** Material provided follows **
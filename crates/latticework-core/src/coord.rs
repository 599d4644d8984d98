//! Positional labels for lattice cells.

use crate::error::CoordError;
use smallvec::SmallVec;
use std::cmp::Ordering;
use std::fmt;
use std::hash::{Hash, Hasher};
use std::str::FromStr;

/// Ordered integer label attached to a cell, one entry per dimension.
///
/// Uses `SmallVec<[i32; 4]>` so lattices up to four dimensions never
/// touch the heap for coordinates. A vector is mutable while its lattice
/// is being built and frozen once the lattice is finalized; writes to a
/// frozen vector fail with [`CoordError::Immutable`].
///
/// Ordering puts shorter vectors first and compares equal-length vectors
/// lexicographically. The frozen flag takes no part in equality,
/// ordering, or hashing.
///
/// # Examples
///
/// ```
/// use latticework_core::CoordVector;
///
/// let c: CoordVector = "(1, -2, 3)".parse().unwrap();
/// assert_eq!(c.as_slice(), &[1, -2, 3]);
/// assert_eq!(c.to_string(), "(1, -2, 3)");
///
/// let shorter = CoordVector::from_slice(&[9, 9]);
/// assert!(shorter < c);
/// ```
#[derive(Clone, Debug, Default)]
pub struct CoordVector {
    values: SmallVec<[i32; 4]>,
    frozen: bool,
}

impl CoordVector {
    /// A zero-dimensional coordinate.
    pub fn new() -> Self {
        Self::default()
    }

    /// A coordinate holding `values`, one per axis.
    pub fn from_slice(values: &[i32]) -> Self {
        Self {
            values: SmallVec::from_slice(values),
            frozen: false,
        }
    }

    /// Number of axes.
    pub fn len(&self) -> usize {
        self.values.len()
    }

    /// Whether this is a zero-dimensional coordinate.
    pub fn is_empty(&self) -> bool {
        self.values.is_empty()
    }

    /// The raw axis values.
    pub fn as_slice(&self) -> &[i32] {
        &self.values
    }

    /// Value on `axis`.
    pub fn get(&self, axis: usize) -> Result<i32, CoordError> {
        self.values
            .get(axis)
            .copied()
            .ok_or(CoordError::IndexOutOfRange {
                index: axis,
                len: self.values.len(),
            })
    }

    /// Overwrite the value on `axis`.
    pub fn set(&mut self, axis: usize, value: i32) -> Result<(), CoordError> {
        self.ensure_mutable()?;
        let len = self.values.len();
        let slot = self
            .values
            .get_mut(axis)
            .ok_or(CoordError::IndexOutOfRange { index: axis, len })?;
        *slot = value;
        Ok(())
    }

    /// Resize to `n` axes, padding new axes with zero or truncating from
    /// the end. Overlapping axes keep their values.
    pub fn set_dimension_count(&mut self, n: usize) -> Result<(), CoordError> {
        self.ensure_mutable()?;
        self.values.resize(n, 0);
        Ok(())
    }

    /// A mutable copy with `axis` set to `value`.
    pub fn with_axis(&self, axis: usize, value: i32) -> Result<Self, CoordError> {
        let mut copy = Self {
            values: self.values.clone(),
            frozen: false,
        };
        copy.set(axis, value)?;
        Ok(copy)
    }

    /// Reject all further writes.
    pub fn freeze(&mut self) {
        self.frozen = true;
    }

    /// Allow writes again.
    pub fn unfreeze(&mut self) {
        self.frozen = false;
    }

    /// Whether writes are currently rejected.
    pub fn is_frozen(&self) -> bool {
        self.frozen
    }

    fn ensure_mutable(&self) -> Result<(), CoordError> {
        if self.frozen {
            Err(CoordError::Immutable)
        } else {
            Ok(())
        }
    }
}

impl PartialEq for CoordVector {
    fn eq(&self, other: &Self) -> bool {
        self.values == other.values
    }
}

impl Eq for CoordVector {}

impl Hash for CoordVector {
    fn hash<H: Hasher>(&self, state: &mut H) {
        self.values.hash(state);
    }
}

impl Ord for CoordVector {
    fn cmp(&self, other: &Self) -> Ordering {
        self.values
            .len()
            .cmp(&other.values.len())
            .then_with(|| self.values.as_slice().cmp(other.values.as_slice()))
    }
}

impl PartialOrd for CoordVector {
    fn partial_cmp(&self, other: &Self) -> Option<Ordering> {
        Some(self.cmp(other))
    }
}

impl From<Vec<i32>> for CoordVector {
    fn from(values: Vec<i32>) -> Self {
        Self {
            values: SmallVec::from_vec(values),
            frozen: false,
        }
    }
}

impl FromIterator<i32> for CoordVector {
    fn from_iter<I: IntoIterator<Item = i32>>(iter: I) -> Self {
        Self {
            values: iter.into_iter().collect(),
            frozen: false,
        }
    }
}

impl fmt::Display for CoordVector {
    fn fmt(&self, f: &mut fmt::Formatter<'_>) -> fmt::Result {
        write!(f, "(")?;
        for (i, v) in self.values.iter().enumerate() {
            if i > 0 {
                write!(f, ", ")?;
            }
            write!(f, "{v}")?;
        }
        write!(f, ")")
    }
}

impl FromStr for CoordVector {
    type Err = CoordError;

    /// Parse the `(v0, v1, ..., vn)` form produced by `Display`.
    fn from_str(s: &str) -> Result<Self, Self::Err> {
        let malformed = |reason: &str| CoordError::Format {
            input: s.to_string(),
            reason: reason.to_string(),
        };
        let inner = s
            .trim()
            .strip_prefix('(')
            .and_then(|rest| rest.strip_suffix(')'))
            .ok_or_else(|| malformed("expected parenthesised list"))?
            .trim();
        if inner.is_empty() {
            return Ok(Self::new());
        }
        inner
            .split(',')
            .map(|part| {
                let part = part.trim();
                part.parse::<i32>()
                    .map_err(|_| malformed(&format!("'{part}' is not an integer")))
            })
            .collect()
    }
}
** End of Material provided **
Work item >>
Would you return each line of the material above, unchanged, from the first one through the line where "four dimensions never" appears?

Solved exercise >>
filename crates/latticework-core/src/coord.rs
repository 599d4644d8984d98
//! Positional labels for lattice cells.

use crate::error::CoordError;
use smallvec::SmallVec;
use std::cmp::Ordering;
use std::fmt;
use std::hash::{Hash, Hasher};
use std::str::FromStr;

/// Ordered integer label attached to a cell, one entry per dimension.
///
/// Uses `SmallVec<[i32; 4]>` so lattices up to four dimensions never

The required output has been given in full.